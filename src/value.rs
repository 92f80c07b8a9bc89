//! Typed field values keyed by declared field type.
//!
//! Values are checked against their declared [`FieldType`] once, when they
//! cross into the engine ([`FieldValue::check`]) or come back out of a row
//! ([`FieldValue::decode`]).

use std::str::FromStr;

use chrono::NaiveDateTime;
use rust_decimal::Decimal;
use rusqlite::types::{ToSql, ToSqlOutput, Value, ValueRef};
use serde::{Deserialize, Serialize};

use crate::errors::{EngineError, Result};
use crate::reference::{ObjectGroup, TaggedRef};
use crate::uid::UniqueId;

/// Text layout used for date columns.
pub const DATE_FORMAT: &str = "%Y-%m-%d %H:%M:%S%.f";

/// Declared type of a field.
#[derive(Debug, Clone, PartialEq, Eq, Serialize, Deserialize)]
pub enum FieldType {
    String,
    Int,
    Decimal,
    Bool,
    Date,
    /// Enumeration member stored by name.
    Enum,
    /// Pointer to another object; the column stores the target uid.
    Pointer { group: ObjectGroup, type_name: String },
    Binary,
    /// Homogeneous list, stored as JSON text.
    Array(Box<FieldType>),
}

/// A single typed value.
#[derive(Debug, Clone, PartialEq, Serialize, Deserialize)]
pub enum FieldValue {
    Null,
    String(String),
    Int(i64),
    Decimal(Decimal),
    Bool(bool),
    Date(NaiveDateTime),
    Enum(String),
    Pointer(TaggedRef),
    Binary(Vec<u8>),
    Array(Vec<FieldValue>),
}

impl FieldValue {
    pub fn is_null(&self) -> bool {
        matches!(self, Self::Null)
    }

    /// Check the value against a declared type. `Null` fits every type.
    pub fn check(&self, ty: &FieldType) -> Result<()> {
        let ok = match (self, ty) {
            (Self::Null, _) => true,
            (Self::String(_), FieldType::String)
            | (Self::Int(_), FieldType::Int)
            | (Self::Decimal(_), FieldType::Decimal)
            | (Self::Bool(_), FieldType::Bool)
            | (Self::Date(_), FieldType::Date)
            | (Self::Enum(_), FieldType::Enum)
            | (Self::Binary(_), FieldType::Binary) => true,
            (Self::Pointer(r), FieldType::Pointer { group, type_name }) => {
                r.is_empty() || (r.group == *group && r.type_name == *type_name)
            }
            (Self::Array(items), FieldType::Array(inner)) => {
                for item in items {
                    item.check(inner)?;
                }
                true
            }
            _ => false,
        };
        if ok {
            Ok(())
        } else {
            Err(EngineError::validation(format!(
                "value {self:?} does not fit declared type {ty:?}"
            )))
        }
    }

    /// Decode a column value according to its declared type.
    pub fn decode(ty: &FieldType, raw: ValueRef<'_>) -> Result<Self> {
        if let ValueRef::Null = raw {
            return Ok(Self::Null);
        }
        let mismatch = || {
            EngineError::validation(format!("column value {raw:?} cannot be read as {ty:?}"))
        };
        let value = match ty {
            FieldType::String => Self::String(raw.as_str().map_err(|_| mismatch())?.to_string()),
            FieldType::Enum => Self::Enum(raw.as_str().map_err(|_| mismatch())?.to_string()),
            FieldType::Int => Self::Int(raw.as_i64().map_err(|_| mismatch())?),
            FieldType::Bool => Self::Bool(raw.as_i64().map_err(|_| mismatch())? != 0),
            FieldType::Decimal => match raw {
                ValueRef::Integer(i) => Self::Decimal(Decimal::from(i)),
                ValueRef::Real(f) => {
                    Self::Decimal(Decimal::try_from(f).map_err(|_| mismatch())?)
                }
                ValueRef::Text(_) => Self::Decimal(
                    Decimal::from_str(raw.as_str().map_err(|_| mismatch())?)
                        .map_err(|_| mismatch())?,
                ),
                _ => return Err(mismatch()),
            },
            FieldType::Date => Self::Date(parse_datetime(
                raw.as_str().map_err(|_| mismatch())?,
            )?),
            FieldType::Pointer { group, type_name } => {
                let uid = UniqueId::parse(raw.as_str().map_err(|_| mismatch())?)?;
                Self::Pointer(TaggedRef::new(*group, type_name.clone(), uid))
            }
            FieldType::Binary => Self::Binary(raw.as_blob().map_err(|_| mismatch())?.to_vec()),
            FieldType::Array(_) => {
                let items: Vec<FieldValue> =
                    serde_json::from_str(raw.as_str().map_err(|_| mismatch())?)?;
                Self::Array(items)
            }
        };
        value.check(ty)?;
        Ok(value)
    }

    /// Owned SQLite value, as bound to statements.
    pub fn to_sql_value(&self) -> Value {
        match self {
            Self::Null => Value::Null,
            Self::String(s) | Self::Enum(s) => Value::Text(s.clone()),
            Self::Int(i) => Value::Integer(*i),
            Self::Decimal(d) => Value::Text(d.normalize().to_string()),
            Self::Bool(b) => Value::Integer(i64::from(*b)),
            Self::Date(d) => Value::Text(format_datetime(d)),
            Self::Pointer(r) => Value::Text(r.uid.to_string()),
            Self::Binary(b) => Value::Blob(b.clone()),
            // Serializing plain data into a String cannot fail.
            Self::Array(items) => {
                Value::Text(serde_json::to_string(items).unwrap_or_else(|_| "[]".to_string()))
            }
        }
    }

    /// SQL literal text, used where values are inlined rather than bound.
    pub fn to_literal(&self) -> String {
        match self.to_sql_value() {
            Value::Null => "NULL".to_string(),
            Value::Integer(i) => i.to_string(),
            Value::Real(f) => f.to_string(),
            Value::Text(s) => format!("'{}'", s.replace('\'', "''")),
            Value::Blob(b) => {
                let hex: String = b.iter().map(|byte| format!("{byte:02X}")).collect();
                format!("X'{hex}'")
            }
        }
    }
}

impl ToSql for FieldValue {
    fn to_sql(&self) -> rusqlite::Result<ToSqlOutput<'_>> {
        Ok(ToSqlOutput::Owned(self.to_sql_value()))
    }
}

impl From<&str> for FieldValue {
    fn from(value: &str) -> Self {
        Self::String(value.to_string())
    }
}

impl From<String> for FieldValue {
    fn from(value: String) -> Self {
        Self::String(value)
    }
}

impl From<i32> for FieldValue {
    fn from(value: i32) -> Self {
        Self::Int(i64::from(value))
    }
}

impl From<i64> for FieldValue {
    fn from(value: i64) -> Self {
        Self::Int(value)
    }
}

impl From<bool> for FieldValue {
    fn from(value: bool) -> Self {
        Self::Bool(value)
    }
}

impl From<Decimal> for FieldValue {
    fn from(value: Decimal) -> Self {
        Self::Decimal(value)
    }
}

impl From<NaiveDateTime> for FieldValue {
    fn from(value: NaiveDateTime) -> Self {
        Self::Date(value)
    }
}

impl From<TaggedRef> for FieldValue {
    fn from(value: TaggedRef) -> Self {
        Self::Pointer(value)
    }
}

impl From<UniqueId> for FieldValue {
    /// A bare uid binds as its text form.
    fn from(value: UniqueId) -> Self {
        Self::String(value.to_string())
    }
}

pub fn format_datetime(value: &NaiveDateTime) -> String {
    value.format(DATE_FORMAT).to_string()
}

pub fn parse_datetime(text: &str) -> Result<NaiveDateTime> {
    NaiveDateTime::parse_from_str(text, DATE_FORMAT)
        .or_else(|_| NaiveDateTime::parse_from_str(text, "%Y-%m-%dT%H:%M:%S%.f"))
        .map_err(|e| EngineError::validation(format!("invalid date {text:?}: {e}")))
}

#[cfg(test)]
mod tests {
    use super::*;
    use chrono::NaiveDate;

    fn date(y: i32, m: u32, d: u32) -> NaiveDateTime {
        NaiveDate::from_ymd_opt(y, m, d)
            .unwrap()
            .and_hms_opt(10, 30, 0)
            .unwrap()
    }

    #[test]
    fn test_check_matches_declared_type() {
        assert!(FieldValue::Int(5).check(&FieldType::Int).is_ok());
        assert!(FieldValue::Null.check(&FieldType::Decimal).is_ok());
        assert!(FieldValue::Int(5).check(&FieldType::String).is_err());

        let ptr_ty = FieldType::Pointer {
            group: ObjectGroup::Directory,
            type_name: "Item".into(),
        };
        let good = FieldValue::Pointer(TaggedRef::directory("Item", UniqueId::new()));
        let bad = FieldValue::Pointer(TaggedRef::document("Invoice", UniqueId::new()));
        assert!(good.check(&ptr_ty).is_ok());
        assert!(bad.check(&ptr_ty).is_err());

        let arr_ty = FieldType::Array(Box::new(FieldType::Int));
        assert!(FieldValue::Array(vec![FieldValue::Int(1)]).check(&arr_ty).is_ok());
        assert!(FieldValue::Array(vec![FieldValue::Bool(true)]).check(&arr_ty).is_err());
    }

    #[test]
    fn test_decode_through_sqlite() {
        let conn = rusqlite::Connection::open_in_memory().unwrap();
        conn.execute_batch("CREATE TABLE t (d TEXT, amount TEXT, flag INTEGER, tags TEXT)")
            .unwrap();
        let amount = Decimal::new(12345, 2);
        let tags = FieldValue::Array(vec![FieldValue::from("a"), FieldValue::from("b")]);
        conn.execute(
            "INSERT INTO t VALUES (?1, ?2, ?3, ?4)",
            rusqlite::params![
                FieldValue::Date(date(2024, 3, 1)),
                FieldValue::Decimal(amount),
                FieldValue::Bool(true),
                tags.clone(),
            ],
        )
        .unwrap();

        let (d, a, f, t) = conn
            .query_row("SELECT d, amount, flag, tags FROM t", [], |row| {
                Ok((
                    FieldValue::decode(&FieldType::Date, row.get_ref(0)?).unwrap(),
                    FieldValue::decode(&FieldType::Decimal, row.get_ref(1)?).unwrap(),
                    FieldValue::decode(&FieldType::Bool, row.get_ref(2)?).unwrap(),
                    FieldValue::decode(
                        &FieldType::Array(Box::new(FieldType::String)),
                        row.get_ref(3)?,
                    )
                    .unwrap(),
                ))
            })
            .unwrap();
        assert_eq!(d, FieldValue::Date(date(2024, 3, 1)));
        assert_eq!(a, FieldValue::Decimal(amount));
        assert_eq!(f, FieldValue::Bool(true));
        assert_eq!(t, tags);
    }

    #[test]
    fn test_decode_type_mismatch() {
        let err = FieldValue::decode(&FieldType::Int, ValueRef::Text(b"abc")).unwrap_err();
        assert!(matches!(err, EngineError::Validation(_)));
    }

    #[test]
    fn test_literal_escaping() {
        assert_eq!(FieldValue::from("O'Hara").to_literal(), "'O''Hara'");
        assert_eq!(FieldValue::Int(7).to_literal(), "7");
        assert_eq!(FieldValue::Null.to_literal(), "NULL");
        assert_eq!(FieldValue::Binary(vec![0xAB, 0x01]).to_literal(), "X'AB01'");
    }
}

Description of the task: Copy each line of the listing above that contains the word "bound".

Task response:
    /// Owned SQLite value, as bound to statements.
    /// SQL literal text, used where values are inlined rather than bound.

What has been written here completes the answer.